On 3/22/23 3:25 PM, olcott wrote:
> On 3/19/2023 2:21 PM, olcott wrote:
>> On 3/19/2023 1:22 PM, olcott wrote:
>>> On 3/19/2023 12:55 PM, olcott wrote:
>>>> On 3/19/2023 12:30 PM, olcott wrote:
>>>>> On 3/19/2023 10:52 AM, olcott wrote:
>>>>>> On 3/19/2023 10:45 AM, olcott wrote:
>>>>>>> On 3/19/2023 1:00 AM, olcott wrote:
>>>>>>>> On 3/18/2023 7:32 PM, olcott wrote:
>>>>>>>>> On 3/18/2023 6:17 PM, olcott wrote:
>>>>>>>>>> Just like with syllogisms conclusions a semantically necessary
>>>>>>>>>> consequence of their premises
>>>>>>>>>>
>>>>>>>>>> Semantic Necessity operator: ⊨□
>>>>>>>>>>
>>>>>>>>>> (a) Some expressions of language L are stipulated to have the
>>>>>>>>>> property
>>>>>>>>>> of Boolean true.
>>>>>>>>>>
>>>>>>>>>> (b) Some expressions of language L are a semantically necessary
>>>>>>>>>> consequence of others.
>>>>>>>>>>
>>>>>>>>>> True(L,X) means that a semantic connection exists between (a)
>>>>>>>>>> and X in L. *Axiom(P) ⊨□ X*
>>>>>>>>>>
>>>>>>>>>> Provable(L,P,X) means that a semantic connection exists
>>>>>>>>>> between premises P and X in L.   *P ⊨□ X*
>>>>>>>>>>
>>>>>>>>>> The Moon is made from green cheese ⊨□ The Moon is made from
>>>>>>>>>> cheese
>>>>>>>>>
>>>>>>>>
>>>>>>>> L can be any natural or formal language as long as it has the
>>>>>>>> above interfaces.
>>>>>>>>
>>>>>>>>> When this is called the foundation of correct reasoning
>>>>>>>>> *and indeed is the actual foundation of correct reasoning*
>>>>>>>>> that means that every system of logic either derives all of its
>>>>>>>>> operations on the basis of this system or such a system
>>>>>>>>> diverges from
>>>>>>>>> correct reasoning into incorrect thus erroneous reasoning.
>>>>>>>>>
>>>>>>>>> The kludge of the principle of explosion is eradicated by this
>>>>>>>>> foundation. https://en.wikipedia.org/wiki/Principle_of_explosion
>>>>>>>>>
>>>>>>>>> I am not sure what aspect of logic would be changed by this
>>>>>>>>> system that
>>>>>>>>> is why I opened up this discussion.
>>>>>>>>>
>>>>>>>>>
>>>>>>>>
>>>>>>>
>>>>>>> The foundation of correct reasoning is just that and applies to
>>>>>>> every
>>>>>>> element of the entire body of analytical truth, whether it be facts
>>>>>>> about the world or mathematical relationships.
>>>>>>>
>>>>>>> (A & ~A) ⊨□ FALSE
>>>>>>> FALSE ⊨□ FALSE
>>>>>>> TRUE  ⊨□ TRUE
>>>>>>> A & B ⊨□ A
>>>>>>> A & B ⊨□ B
>>>>>>> The Moon is made from green cheese ⊨□ The Moon is made from cheese
>>>>>>>
>>>>>>
>>>>>> False(X) ⊨□ True(~X)
>>>>>>
>>>>>> X = "this sentence is not true"
>>>>>> (~True(X) & ~False(X)) ⊨□ ~Truth_Bearer(X)
>>>>>>
>>>>>
>>>>> The predicate True(L,X) is provided to explicitly contradict
>>>>> Tarski's conclusion that no such predicate can possibly exist.
>>>>>
>>>>> True(L,X) means that there is a semantic connection from
>>>>> expressions of language L that are stipulated to be true to X.
>>>>>
>>>>
>>>> expressions of language L that are stipulated to be true correspond to
>>>> Haskell Curry elementary theorems of T.
>>>>
>>>> Let T be such a theory.

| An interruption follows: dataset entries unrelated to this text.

//! Multi-key memo lookup engine.
//!
//! Memoizes one result per distinct *ordered* key sequence. Each key position
//! is one level of a trie; each level maps a comparator hash to a bucket of
//! entries that are told apart with the comparator's `equals`.
//!
//! ## Architecture
//!
//! ```text
//! ┌─────────────────────────────────────────────────────────────────────────────┐
//! │                        MemoLookup<K, V> Layout                              │
//! │                                                                             │
//! │   empty_keys: Slot<V>            (the zero-length key sequence)             │
//! │                                                                             │
//! │   levels: Vec<EntryCollection>   entries: EntryArena<Entry<K, V>>           │
//! │                                                                             │
//! │   levels[0] (position 0)                                                    │
//! │   ┌────────────────────────┐      #0 { key: 5, children: 1, Pending }       │
//! │   │ h(5) → [#0]            │─────►#2 { key: 2, children: 2, Pending }       │
//! │   │ h(2) → [#2]            │                                              │
//! │   └────────────────────────┘                                              │
//! │   levels[1] (position 1, under #0)                                          │
//! │   ┌────────────────────────┐      #1 { key: 3, children: -, Computed(2) }   │
//! │   │ h(3) → [#1]            │                                              │
//! │   └────────────────────────┘                                              │
//! │   levels[2] (position 1, under #2)                                          │
//! │   ┌────────────────────────┐      #3 { key: 1, children: -, Computed(1) }   │
//! │   │ h(1) → [#3]            │                                              │
//! │   └────────────────────────┘                                              │
//! │                                                                             │
//! │   State after get_or_add([5, 3]) and get_or_add([2, 1]) with a - b          │
//! └─────────────────────────────────────────────────────────────────────────────┘
//! ```
//!
//! ## Lookup Flow
//!
//! ```text
//!   get_or_add(keys, comparators, compute):
//!     keys empty → use empty_keys slot
//!     for position i in 0..len:
//!       c = comparators.at(i)            (override or default)
//!       bucket = level[c.hash(keys[i])]
//!       entry = first e in bucket with c.equals(keys[i], e.key)
//!               or append a new Pending entry
//!       descend into entry's child level (created lazily) unless last
//!     last entry's slot:
//!       Computed(v) → v
//!       Pending     → compute(keys)  (full key sequence)
//!                     Ok(v)  → Computed(v), return v
//!                     Err(e) → stays Pending, return e
//! ```
//!
//! ## Key Components
//!
//! - [`Slot`]: two-state result cell, `Pending` or `Computed(V)`.
//! - [`SlotRef`]: handle to a resolved slot, used by re-entrant adapters.
//! - [`MemoLookup`]: the trie itself.
//!
//! ## Operations
//!
//! | Operation         | Cost                                  | Notes                        |
//! |-------------------|---------------------------------------|------------------------------|
//! | `get_or_add`      | O(len × bucket scan)                  | creates missing entries      |
//! | `try_get_or_add`  | O(len × bucket scan)                  | `Err` is never memoized      |
//! | `get`             | O(len × bucket scan)                  | probe, creates nothing       |
//! | `resolve`         | O(len × bucket scan)                  | walk only, no compute        |
//! | `fill`            | O(1)                                  | first value wins             |
//!
//! ## Re-entrancy
//!
//! `get_or_add` holds `&mut self` while `compute` runs, so `compute` cannot
//! reach the same engine. Callers that need recursion split the call:
//! [`resolve`](MemoLookup::resolve), release the engine, compute, then
//! [`fill`](MemoLookup::fill). Entries are never moved or removed, so a
//! [`SlotRef`] stays valid across the gap.
//!
//! ## Thread Safety
//!
//! Not synchronized. See [`SyncMemoCell`](crate::memoize::SyncMemoCell)
//! (feature `concurrency`) for a lock-protected wrapper.
//!
//! ## Example Usage
//!
//! ```
//! use memokit::comparator::ComparatorSet;
//! use memokit::lookup::MemoLookup;
//!
//! let comparators = ComparatorSet::<i64>::new();
//! let mut lookup = MemoLookup::new();
//! let mut calls = 0;
//!
//! for keys in [[5, 3], [2, 1], [5, 3], [2, 1]] {
//!     let value = *lookup.get_or_add(&keys, &comparators, |k| {
//!         calls += 1;
//!         k[0] - k[1]
//!     });
//!     assert_eq!(value, keys[0] - keys[1]);
//! }
//! assert_eq!(calls, 2);
//! ```

use std::convert::Infallible;
use std::fmt::Debug;

use tracing::{debug, trace};

use crate::comparator::{Comparator, ComparatorSet, HashCode};
use crate::ds::{EntryArena, EntryCollection, EntryId};
use crate::error::InvariantError;
#[cfg(feature = "metrics")]
use crate::metrics::metrics_impl::MemoMetrics;
#[cfg(feature = "metrics")]
use crate::metrics::snapshot::MemoMetricsSnapshot;
#[cfg(feature = "metrics")]
use crate::metrics::traits::{
    MemoMetricsReadRecorder, MemoMetricsRecorder, MetricsSnapshotProvider,
};

const ROOT_LEVEL: usize = 0;

/// Result cell of a memo entry.
#[derive(Debug, Clone, Default, PartialEq, Eq)]
pub enum Slot<V> {
    /// Not computed yet (or every attempt so far failed).
    #[default]
    Pending,
    Computed(V),
}

impl<V> Slot<V> {
    #[inline]
    pub fn is_pending(&self) -> bool {
        matches!(self, Slot::Pending)
    }

    #[inline]
    pub fn is_computed(&self) -> bool {
        matches!(self, Slot::Computed(_))
    }

    #[inline]
    pub fn value(&self) -> Option<&V> {
        match self {
            Slot::Computed(value) => Some(value),
            Slot::Pending => None,
        }
    }

    pub fn into_value(self) -> Option<V> {
        match self {
            Slot::Computed(value) => Some(value),
            Slot::Pending => None,
        }
    }

    /// Stores `value` if pending. Returns the stored value and whether
    /// `value` was the one stored.
    fn fill(&mut self, value: V) -> (&V, bool) {
        let stored = match self {
            Slot::Pending => {
                *self = Slot::Computed(value);
                true
            }
            Slot::Computed(_) => false,
        };
        let Slot::Computed(kept) = self else {
            unreachable!("pending slot is written before this point")
        };
        (&*kept, stored)
    }
}

/// Handle to the result slot a key sequence resolved to.
#[derive(Debug, Clone, Copy, PartialEq, Eq, Hash)]
pub enum SlotRef {
    /// The slot of the zero-length key sequence.
    EmptyKeys,
    /// The slot of the entry for the last key position.
    Entry(EntryId),
}

#[derive(Debug)]
struct Entry<K, V> {
    key: K,
    /// Key position this entry sits at.
    position: usize,
    /// Level holding entries for `position + 1`, created on first descent.
    children: Option<usize>,
    slot: Slot<V>,
}

/// Trie of memoized results keyed by ordered key sequences.
#[derive(Debug)]
pub struct MemoLookup<K, V> {
    entries: EntryArena<Entry<K, V>>,
    levels: Vec<EntryCollection>,
    empty_keys: Slot<V>,
    computed: usize,
    #[cfg(feature = "metrics")]
    metrics: MemoMetrics,
}

impl<K, V> MemoLookup<K, V> {
    pub fn new() -> Self {
        Self::with_capacity(0)
    }

    /// Preallocates room for `capacity` root-level entries.
    pub fn with_capacity(capacity: usize) -> Self {
        Self {
            entries: EntryArena::with_capacity(capacity),
            levels: vec![EntryCollection::with_capacity(capacity)],
            empty_keys: Slot::Pending,
            computed: 0,
            #[cfg(feature = "metrics")]
            metrics: MemoMetrics::default(),
        }
    }

    /// Number of trie entries across all positions.
    pub fn entry_count(&self) -> usize {
        self.entries.len()
    }

    /// Number of slots holding a computed value, the zero-length slot included.
    pub fn computed_count(&self) -> usize {
        self.computed
    }

    /// Number of trie levels, the root included.
    pub fn level_count(&self) -> usize {
        self.levels.len()
    }

    /// Returns `true` if nothing has been memoized and no entry exists.
    pub fn is_empty(&self) -> bool {
        self.entries.is_empty() && self.empty_keys.is_pending()
    }

    /// Result slot behind `slot`.
    ///
    /// # Panics
    ///
    /// Panics if `slot` was resolved by a different engine.
    pub fn slot(&self, slot: SlotRef) -> &Slot<V> {
        match slot {
            SlotRef::EmptyKeys => &self.empty_keys,
            SlotRef::Entry(id) => &self.entries[id].slot,
        }
    }

    /// Stores `value` in `slot` unless it is already computed, and returns
    /// the stored value. A computed slot is never overwritten.
    ///
    /// # Panics
    ///
    /// Panics if `slot` was resolved by a different engine.
    pub fn fill(&mut self, slot: SlotRef, value: V) -> &V {
        let target = match slot {
            SlotRef::EmptyKeys => &mut self.empty_keys,
            SlotRef::Entry(id) => &mut self.entries[id].slot,
        };
        let (stored_value, stored) = target.fill(value);
        if stored {
            self.computed += 1;
            #[cfg(feature = "metrics")]
            self.metrics.record_compute();
        } else {
            #[cfg(feature = "metrics")]
            self.metrics.record_fill_refused();
            debug!(?slot, "memo slot already computed; keeping first value");
        }
        stored_value
    }

    /// Records that computing the value for `slot` failed. The slot stays
    /// pending, so the next lookup of the same keys computes again.
    pub fn abandon(&mut self, slot: SlotRef) {
        #[cfg(feature = "metrics")]
        self.metrics.record_compute_failure();
        debug!(?slot, "memo computation failed; slot left pending");
    }

    /// Value behind a slot already known to be computed.
    fn stored(&self, slot: SlotRef) -> &V {
        let Slot::Computed(value) = self.slot(slot) else {
            unreachable!("slot {slot:?} checked as computed")
        };
        value
    }

    fn child_level(&mut self, id: EntryId) -> usize {
        if let Some(level) = self.entries[id].children {
            return level;
        }
        let level = self.levels.len();
        self.levels.push(EntryCollection::new());
        self.entries[id].children = Some(level);
        level
    }

    /// First entry in the `hash` bucket of `level` equal to `key`, and the
    /// number of comparisons it took.
    fn scan(
        &self,
        level: usize,
        hash: HashCode,
        key: &K,
        comparator: &dyn Comparator<K>,
    ) -> (Option<EntryId>, u64) {
        let mut steps = 0;
        for &id in self.levels[level].bucket(hash) {
            steps += 1;
            if comparator.equals(key, &self.entries[id].key) {
                return (Some(id), steps);
            }
        }
        (None, steps)
    }

    #[cfg(feature = "metrics")]
    pub fn metrics_snapshot(&self) -> MemoMetricsSnapshot {
        MemoMetricsSnapshot {
            lookups: self.metrics.lookups,
            hits: self.metrics.hits,
            misses: self.metrics.misses,
            computes: self.metrics.computes,
            compute_failures: self.metrics.compute_failures,
            fills_refused: self.metrics.fills_refused,
            entries_created: self.metrics.entries_created,
            collisions: self.metrics.collisions,
            scan_steps: self.metrics.scan_steps,
            probes: self.metrics.probes.get(),
            probe_hits: self.metrics.probe_hits.get(),
            entries: self.entries.len(),
            computed: self.computed,
            levels: self.levels.len(),
        }
    }
}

Then the elementary statements which belong
>>>> to T
>>>> we shall call the elementary theorems of T; we also say that these
>>>> elementary statements are true for T. Thus, given T, an elementary
>>>> theorem is an elementary statement which is true.
>>>> https://www.liarparadox.org/Haskell_Curry_45.pdf
>>>>
>>>> expressions of language L that are stipulated to be true also
>>>> correspond
>>>> to the basic facts of natural language such as cats are animals thus
>>>> cats are not ten story office buildings.
>>>>
>>>> That it is true in F that G is unprovable in F requires a semantic
>>>> connection from elementary theorems of F to G in F, otherwise G is
>>>> untrue in F.
>>>
>>> If a semantic connection exists then this semantic connection can be
>>> specified syntactically.
>>>
>>> If G states that there is no syntactic connection from the elementary
>>> theorems of F to G in F, then G is stating that G is untrue in F.
>>
>> The conventional proof that G is true is not a proof that G is true in
>> F, it is a proof that G is true in meta-F.
>>
>> LP = "This sentence is not true"
>> is not true because LP is not a truth bearer
>>
>> This sentence is not true: "This sentence is not true"
>> is true because LP is not a truth bearer.
>>
>> G = "this sentence cannot be proven in F"
>> cannot be proven in F because G has a vacuous truth object.
>>
>> ?- G = not(provable(F, G)).
>>
>> ?- unify_with_occurs_check(G, not(provable(F, G))).
>> false.
>>
>> Proves that G has a vacuous truth object.
>>
>
>
> We are therefore confronted with a proposition which asserts its own
> unprovability. (Gödel 1931:39-41)

Right, which isn't G itself, but something derived from it in Meta-F

Read the proof you have posted, keep track of what system he is talking
about.

Your just PROVING that you don't actually understand what the proof is
about.

>
> Thus Gödel's G is simplified to this:
> G = ¬(F ⊢ G)

Nope, it says that G is true if and only if it is not true that F proves
G, as proven in Meta-F

>
> Translated into Prolog like this:
> ?- G = not(provable(F, G)).

Nop,e as that ISN'T G, only the statment PROVEN to have and equivalent
truth value ot G.

Note, Prolog is incapable of handling this level of Logic.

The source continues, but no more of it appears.